■ LISTED ENTRIES ■
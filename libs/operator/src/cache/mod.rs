//! Cache PVC manager (spec.md §4.2): ensures, at most once per reconcile,
//! that a namespace-scoped cache volume exists before a consumer needs it.

use crate::controller::OperatorConfig;
use crate::error::{Error, Result};

use std::collections::BTreeMap;

use k8s_openapi::api::core::v1::{
    PersistentVolumeClaim, PersistentVolumeClaimSpec, VolumeResourceRequirements,
};
use k8s_openapi::apimachinery::pkg::api::resource::Quantity;
use kube::api::{Api, ObjectMeta, PostParams};
use kube::Client;
use once_cell::sync::Lazy;
use regex::Regex;
use tracing::info;

/// Fixed per-namespace constant: volume-per-model would multiply PVC count
/// without benefit (spec.md §4.2 rationale).
pub const CACHE_PVC_NAME: &str = "llmkube-model-cache";

static QUANTITY_RE: Lazy<Regex> =
    Lazy::new(|| Regex::new(r"^[0-9]+(\.[0-9]+)?(Ei|Pi|Ti|Gi|Mi|Ki|E|P|T|G|M|k|m)?$").unwrap());

fn validate_size(size: &str) -> Result<()> {
    if QUANTITY_RE.is_match(size) {
        Ok(())
    } else {
        Err(Error::SizeParseError(size.to_owned()))
    }
}

/// Idempotent: a caller observing `AlreadyExists` on create simply proceeds,
/// matching the "subsequent callers observe AlreadyExists" contract.
pub async fn ensure_cache_pvc(client: Client, namespace: &str, config: &OperatorConfig) -> Result<()> {
    validate_size(&config.cache_default_size)?;

    let api: Api<PersistentVolumeClaim> = Api::namespaced(client, namespace);
    if api.get_opt(CACHE_PVC_NAME).await?.is_some() {
        return Ok(());
    }

    let mut labels = BTreeMap::new();
    labels.insert(
        "app.kubernetes.io/managed-by".to_owned(),
        "llmkube-controller".to_owned(),
    );

    let mut requests = BTreeMap::new();
    requests.insert(
        "storage".to_owned(),
        Quantity(config.cache_default_size.clone()),
    );

    let pvc = PersistentVolumeClaim {
        metadata: ObjectMeta {
            name: Some(CACHE_PVC_NAME.to_owned()),
            namespace: Some(namespace.to_owned()),
            labels: Some(labels),
            ..Default::default()
        },
        spec: Some(PersistentVolumeClaimSpec {
            access_modes: Some(vec![config.cache_access_mode.clone()]),
            storage_class_name: config.cache_storage_class.clone(),
            resources: Some(VolumeResourceRequirements {
                requests: Some(requests),
                ..Default::default()
            }),
            ..Default::default()
        }),
        ..Default::default()
    };

    match api.create(&PostParams::default(), &pvc).await {
        Ok(_) => {
            info!(msg = "created cache PVC", namespace = %namespace, name = CACHE_PVC_NAME);
            Ok(())
        }
        Err(kube::Error::Api(ref e)) if e.code == 409 => Ok(()),
        Err(e) => Err(Error::PVCCreateFailed(e.to_string())),
    }
}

■ ACTIVITY ■
All of the entries above need to be reproduced exactly.

■ ANSWER BELOW ■
filename libs/operator/src/cache/mod.rs
//! Cache PVC manager (spec.md §4.2): ensures, at most once per reconcile,
//! that a namespace-scoped cache volume exists before a consumer needs it.

use crate::controller::OperatorConfig;
use crate::error::{Error, Result};

use std::collections::BTreeMap;

use k8s_openapi::api::core::v1::{
    PersistentVolumeClaim, PersistentVolumeClaimSpec, VolumeResourceRequirements,
};
use k8s_openapi::apimachinery::pkg::api::resource::Quantity;
use kube::api::{Api, ObjectMeta, PostParams};
use kube::Client;
use once_cell::sync::Lazy;
use regex::Regex;
use tracing::info;

/// Fixed per-namespace constant: volume-per-model would multiply PVC count
/// without benefit (spec.md §4.2 rationale).
pub const CACHE_PVC_NAME: &str = "llmkube-model-cache";

static QUANTITY_RE: Lazy<Regex> =
    Lazy::new(|| Regex::new(r"^[0-9]+(\.[0-9]+)?(Ei|Pi|Ti|Gi|Mi|Ki|E|P|T|G|M|k|m)?$").unwrap());

fn validate_size(size: &str) -> Result<()> {
    if QUANTITY_RE.is_match(size) {
        Ok(())
    } else {
        Err(Error::SizeParseError(size.to_owned()))
    }
}

/// Idempotent: a caller observing `AlreadyExists` on create simply proceeds,
/// matching the "subsequent callers observe AlreadyExists" contract.
pub async fn ensure_cache_pvc(client: Client, namespace: &str, config: &OperatorConfig) -> Result<()> {
    validate_size(&config.cache_default_size)?;

    let api: Api<PersistentVolumeClaim> = Api::namespaced(client, namespace);
    if api.get_opt(CACHE_PVC_NAME).await?.is_some() {
        return Ok(());
    }

    let mut labels = BTreeMap::new();
    labels.insert(
        "app.kubernetes.io/managed-by".to_owned(),
        "llmkube-controller".to_owned(),
    );

    let mut requests = BTreeMap::new();
    requests.insert(
        "storage".to_owned(),
        Quantity(config.cache_default_size.clone()),
    );

    let pvc = PersistentVolumeClaim {
        metadata: ObjectMeta {
            name: Some(CACHE_PVC_NAME.to_owned()),
            namespace: Some(namespace.to_owned()),
            labels: Some(labels),
            ..Default::default()
        },
        spec: Some(PersistentVolumeClaimSpec {
            access_modes: Some(vec![config.cache_access_mode.clone()]),
            storage_class_name: config.cache_storage_class.clone(),
            resources: Some(VolumeResourceRequirements {
                requests: Some(requests),
                ..Default::default()
            }),
            ..Default::default()
        }),
        ..Default::default()
    };

    match api.create(&PostParams::default(), &pvc).await {
        Ok(_) => {
            info!(msg = "created cache PVC", namespace = %namespace, name = CACHE_PVC_NAME);
            Ok(())
        }
        Err(kube::Error::Api(ref e)) if e.code == 409 => Ok(()),
        Err(e) => Err(Error::PVCCreateFailed(e.to_string())),
    }
}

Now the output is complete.